Notre métier implique d'arbitrer ce qu'on appelle des tradeoffs. Il s'agit de définir les points positifs et négatifs d'une solution et d'en estimer la balance. On choisit ainsi la solution correspondant le mieux (du moins à nos yeux) à nos besoins de cette façon.

Il existe cependant dans notre industrie un système de dogme. On ne cherche alors plus à mettre en perspective des tradeoffs et à les comparer, mais à faire se battre des "écoles de pensées", chacune ayant développé des axiomes (principe non démontré mais utilisé comme base d'un raisonnement).

Suite à un énième débat sur les technologies modernes utilisées en front-end, réfutées par les défenseurs de certains de ces axiomes, je vais tenter de rationaliser notre approche et d'expliquer ses tradeoffs.

L'idée est ici de faire comprendre pourquoi on utilise ces approches et technologies, dans quel contexte, et non de les imposer à qui que ce soit. Avec un peu de chance, cet article fera passer certains discours de "nimportawak (sic)" à "ce n'est pas pour ma typologie de projet".

Au départ, le Web est conçu comme un ensemble de documents : chaque page en est un. À chaque navigation, on déclenche un nouveau cycle de vie de page : on termine la page courante, on initialise la suivante.

Ce modèle est très simple et permet une expérience très correcte pour des pages majoritairement statiques.

On a une page servie en HTML, une feuille de style servie en CSS. Et that's it. On apprend qu'il faut bien les séparer (au nom du principe de separation of concerns, au cas où il y'en ait un qui foire, une expérience dégradée doit être proposée.

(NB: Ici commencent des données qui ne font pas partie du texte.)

//! Domain model and pure logic for the background-replacement pipeline.
//!
//! Nothing in this crate performs I/O. The remote clients live in
//! `showroom-remote` and the orchestration in `showroom-pipeline`.

pub mod batch;
pub mod error;
pub mod image;
pub mod job;
pub mod replacement;
pub mod seed;
pub mod selection;
pub mod types;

Avec les années, les exigences des utilisateurs sont devenues plus hautes : il a fallu y répondre par des pages plus interactives et des techniques de rechargements partiel de page (le cycle de vie d'une page étant plutôt coûteux). On a donc commencé à ajouter une intelligence limitée avec un peu de JS, notamment quelques briques interactives, charger des bouts de page avec AJAX.

Ces techniques ont permis de drastiquement améliorer l'expérience de navigation des utilisateurs : on a moins de données à charger, on affiche ce que les gens veulent voir plus vite (ce serait quand même un poil relou de charger une nouvelle page dès que vous zoomez sur Google Maps). Et c'est ici le premier tradeoff:

  • on charge plus de données au chargement initial de page (le JS),
  • mais cela nous permet de charger moins de données aux chargements successifs.

Puis arrive la multiplication des plateformes mobiles. Pour toucher les utilisateurs, le Web n'est plus LA plateforme, mais UNE plateforme parmi d'autres. Il devient alors stratégiquement intéressant pour les entreprises de commencer à développer des socles communs sous la forme d'APIs auxquelles de multiples clients sous différentes plateformes souscriront.

À cette époque, le front-end connait une mutation sans précédent : on commence à créer de véritables applications, non plus des documents auxquels on greffe hasardeusement quelques fonctionnalités. On se dote alors d'outillages plus avancés, issus de patterns déjà éprouvés dans d'autres domaines du software (comme le MVC). L'ère du fichier JS fourre tout qui initialise 3 plugins jQuery pour faire des carousels est révolue.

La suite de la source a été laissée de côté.